Kamis (15.03), 11 April 2019

--------------------------

Pagi ini, rumah Dennis yang biasanya sepi menjadi gaduh dengan kehadiran Ellen. Terutama saat Ellen berniat memasak dengan bahan masakan seadanya yang kemarin dibeli Dennis melalui Henry. Kondisi tubuh Ellen—terutama kaki—membuatnya kesulitan memasak. Karena itu Dennis turun tangan membantu.

Tapi sayangnya, kemampuan Dennis di dapur amat sangat mengerikan. Dia bahkan tidak tahu di mana tempat menyimpan alat-alat memasaknya. Selama ini yang dilakukan Dennis di dapur memang hanya sebatas memanggang, menggoreng makanan beku, menghangatkan, membuat mie instan, serta membuat kopi atau teh. Selain itu, jangan tanyakan apapun padanya atau dia hanya akan menatap dengan raut datar yang menyebalkan.

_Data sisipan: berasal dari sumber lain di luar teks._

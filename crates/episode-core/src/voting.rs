//! Voting phase generator.
//!
//! Triggered at fixed turn boundaries, a phase batch-produces a
//! call-to-vote, one discussion line per living agent, one vote per
//! living agent, and a resolution record. Phase records carry
//! `turn == 0` (out of band) plus the triggering day, and are marked
//! `voting_phase` so the consumer can render them as a modal phase.

use episode_events::{ActionKind, StepRecord, Target};
use tracing::info;

use crate::config::{EpisodeConfig, SimulationConfig};
use crate::rng::EpisodeRng;
use crate::roster::{Agent, Role};

const SUSPICION_LINES: [&str; 3] = [
    "Someone has been tampering with the ship",
    "Supplies keep going missing when nobody is watching",
    "I don't like how quiet it's been out there",
];

/// True when a voting phase fires at the start of this turn: on the
/// interval, strictly inside the window.
pub fn should_trigger(turn: u32, sim: &SimulationConfig) -> bool {
    turn % sim.voting_interval == 0
        && turn > sim.voting_window_start
        && turn < sim.voting_window_end
}

fn phase_record(
    day: u32,
    agent: &Agent,
    action: ActionKind,
    target: Option<Target>,
    reasoning: String,
    dialogue: String,
) -> StepRecord {
    StepRecord {
        turn: 0,
        day,
        agent: agent.id.clone(),
        action,
        target,
        reasoning,
        dialogue,
        energy_delta: 0,
        reward: 0.0,
        movement: None,
        ship_delta: 0.0,
        voting_phase: true,
    }
}

fn living(agents: &[Agent]) -> Vec<usize> {
    (0..agents.len()).filter(|&i| agents[i].alive).collect()
}

fn living_colonists_except(agents: &[Agent], except: usize) -> Vec<usize> {
    (0..agents.len())
        .filter(|&i| i != except && agents[i].alive && agents[i].role == Role::Colonist)
        .collect()
}

/// Run one voting phase: produce its records and apply the exile.
pub fn run_phase(
    agents: &mut [Agent],
    day: u32,
    cfg: &EpisodeConfig,
    rng: &mut EpisodeRng,
) -> Vec<StepRecord> {
    let mut records = Vec::new();
    let alive = living(agents);
    if alive.is_empty() {
        return records;
    }

    // Call to vote: caller drawn uniformly among the living.
    let caller = *rng.pick(&alive);
    records.push(phase_record(
        day,
        &agents[caller],
        ActionKind::CallVote,
        None,
        "Calling the colony together for a vote".to_string(),
        "Emergency meeting! Someone is sabotaging the ship!".to_string(),
    ));

    // Discussion: one line per living agent, roster order.
    for &i in &alive {
        let record = match agents[i].role {
            Role::Traitor => {
                let marks = living_colonists_except(agents, i);
                if marks.is_empty() {
                    phase_record(
                        day,
                        &agents[i],
                        ActionKind::Discuss,
                        None,
                        "Deflecting suspicion".to_string(),
                        "It's not me, I've been gathering all day".to_string(),
                    )
                } else {
                    let mark = *rng.pick(&marks);
                    phase_record(
                        day,
                        &agents[i],
                        ActionKind::Discuss,
                        Some(Target::Agent(agents[mark].id.clone())),
                        "Deflecting suspicion onto someone else".to_string(),
                        format!(
                            "It's not me, I've been gathering all day. But {} keeps disappearing...",
                            agents[mark].name
                        ),
                    )
                }
            }
            Role::Colonist => {
                let allies = living_colonists_except(agents, i);
                // Even draw between generic suspicion and a trust
                // statement toward a random ally.
                if allies.is_empty() || rng.draw(0, 2) == 0 {
                    phase_record(
                        day,
                        &agents[i],
                        ActionKind::Discuss,
                        None,
                        "Weighing who to trust".to_string(),
                        (*rng.pick(&SUSPICION_LINES)).to_string(),
                    )
                } else {
                    let ally = *rng.pick(&allies);
                    phase_record(
                        day,
                        &agents[i],
                        ActionKind::Discuss,
                        Some(Target::Agent(agents[ally].id.clone())),
                        "Vouching for a trusted ally".to_string(),
                        format!("I trust {}, they've been working nonstop", agents[ally].name),
                    )
                }
            }
        };
        records.push(record);
    }

    // Votes: one per living agent, roster order.
    let mut tally: Vec<u32> = vec![0; agents.len()];
    for &i in &alive {
        let choice = pick_vote_target(agents, i, cfg, rng);
        let record = match choice {
            Some(voted) => {
                tally[voted] += 1;
                phase_record(
                    day,
                    &agents[i],
                    ActionKind::Vote,
                    Some(Target::Agent(agents[voted].id.clone())),
                    "Casting a vote to exile".to_string(),
                    format!("I vote for {}", agents[voted].name),
                )
            }
            None => phase_record(
                day,
                &agents[i],
                ActionKind::Vote,
                Some(Target::Abstain),
                "No one left to accuse".to_string(),
                "I abstain".to_string(),
            ),
        };
        records.push(record);
    }

    // Resolution: most-voted agent is exiled; ties break by roster
    // order. All-abstain rounds are inconclusive.
    let exiled = tally
        .iter()
        .enumerate()
        .filter(|&(_, &count)| count > 0)
        .max_by(|a, b| a.1.cmp(b.1).then(b.0.cmp(&a.0)))
        .map(|(i, _)| i);
    match exiled {
        Some(out) => {
            agents[out].alive = false;
            let votes = tally[out];
            info!(exiled = %agents[out].id, votes, "vote concluded");
            records.push(phase_record(
                day,
                &agents[caller],
                ActionKind::VoteResult,
                Some(Target::Agent(agents[out].id.clone())),
                "Tallying the votes".to_string(),
                format!("{} has been exiled from the colony", agents[out].name),
            ));
        }
        None => {
            records.push(phase_record(
                day,
                &agents[caller],
                ActionKind::VoteResult,
                None,
                "Tallying the votes".to_string(),
                "The vote was inconclusive".to_string(),
            ));
        }
    }

    records
}

/// Vote-target selection. The traitor frames: a uniformly random living
/// colonist. A colonist lands on the true traitor with the configured
/// accuracy, otherwise votes uniformly among all other living agents.
/// Zero eligible candidates falls back to abstaining.
fn pick_vote_target(
    agents: &[Agent],
    voter: usize,
    cfg: &EpisodeConfig,
    rng: &mut EpisodeRng,
) -> Option<usize> {
    let others: Vec<usize> = (0..agents.len())
        .filter(|&i| i != voter && agents[i].alive)
        .collect();
    if others.is_empty() {
        return None;
    }
    match agents[voter].role {
        Role::Traitor => {
            let colonists = living_colonists_except(agents, voter);
            if colonists.is_empty() {
                None
            } else {
                Some(*rng.pick(&colonists))
            }
        }
        Role::Colonist => {
            let traitor = others
                .iter()
                .copied()
                .find(|&i| agents[i].role == Role::Traitor);
            match traitor {
                Some(t) if rng.chance(cfg.chances.vote_accuracy) => Some(t),
                _ => Some(*rng.pick(&others)),
            }
        }
    }
}
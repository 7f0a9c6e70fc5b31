//! Snapshot structs for display binding.
//!
//! Snapshots capture agent and ledger state at a point in time. They
//! are emitted for rendering, not re-interpreted by the generator.

use serde::{Deserialize, Serialize};
use std::collections::BTreeMap;

use crate::types::ResourceKind;

/// Grid position.
#[derive(Debug, Clone, Copy, PartialEq, Eq, Serialize, Deserialize)]
pub struct Position {
    pub x: i32,
    pub y: i32,
}

/// Agent state for display binding.
#[derive(Debug, Clone, PartialEq, Serialize, Deserialize)]
pub struct AgentSnapshot {
    pub id: String,
    pub name: String,
    pub role: String,
    pub energy: i32,
    #[serde(default, skip_serializing_if = "BTreeMap::is_empty")]
    pub inventory: BTreeMap<ResourceKind, u32>,
    pub alive: bool,
    pub position: Position,
}

/// Shared economy state: common inventory plus construction progress.
#[derive(Debug, Clone, PartialEq, Serialize, Deserialize)]
pub struct LedgerSnapshot {
    #[serde(default, skip_serializing_if = "BTreeMap::is_empty")]
    pub common_inventory: BTreeMap<ResourceKind, u32>,
    pub components: BTreeMap<String, u32>,
    /// Win/lose signal in [0, 100]. Deliberately decoupled from the
    /// per-component ledger above.
    pub overall_progress: f64,
}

"Kau tidak punya beras atau rice cooker. Dan juga tidak ada roti," keluh Ellen.

"Kemarin Henry beli banyak sayuran dan daging. Kalau kurang, tambahi mie instan. Ada satu kardus di lemari sudut."

Ellen menoleh menatap Dennis kesal. "Tidak boleh sering-sering makan mie instan. Apa kau tahu kandungan berbahaya dalam mie instan?"

"Enak, murah, dan mudah," kata Dennis datar.

Rasanya Ellen ingin mencakar raut datar di hadapannya. Dennis memasang tampang begitu setelah bercerita sedikit tentang masa lalunya. Sepertinya dia menyesal telah bercerita pada Ellen.

"Jangan sembarangan memilih makanan. Kau juga harus mementingkan kandungan gizi dalam makanan yang masuk ke tubuhmu."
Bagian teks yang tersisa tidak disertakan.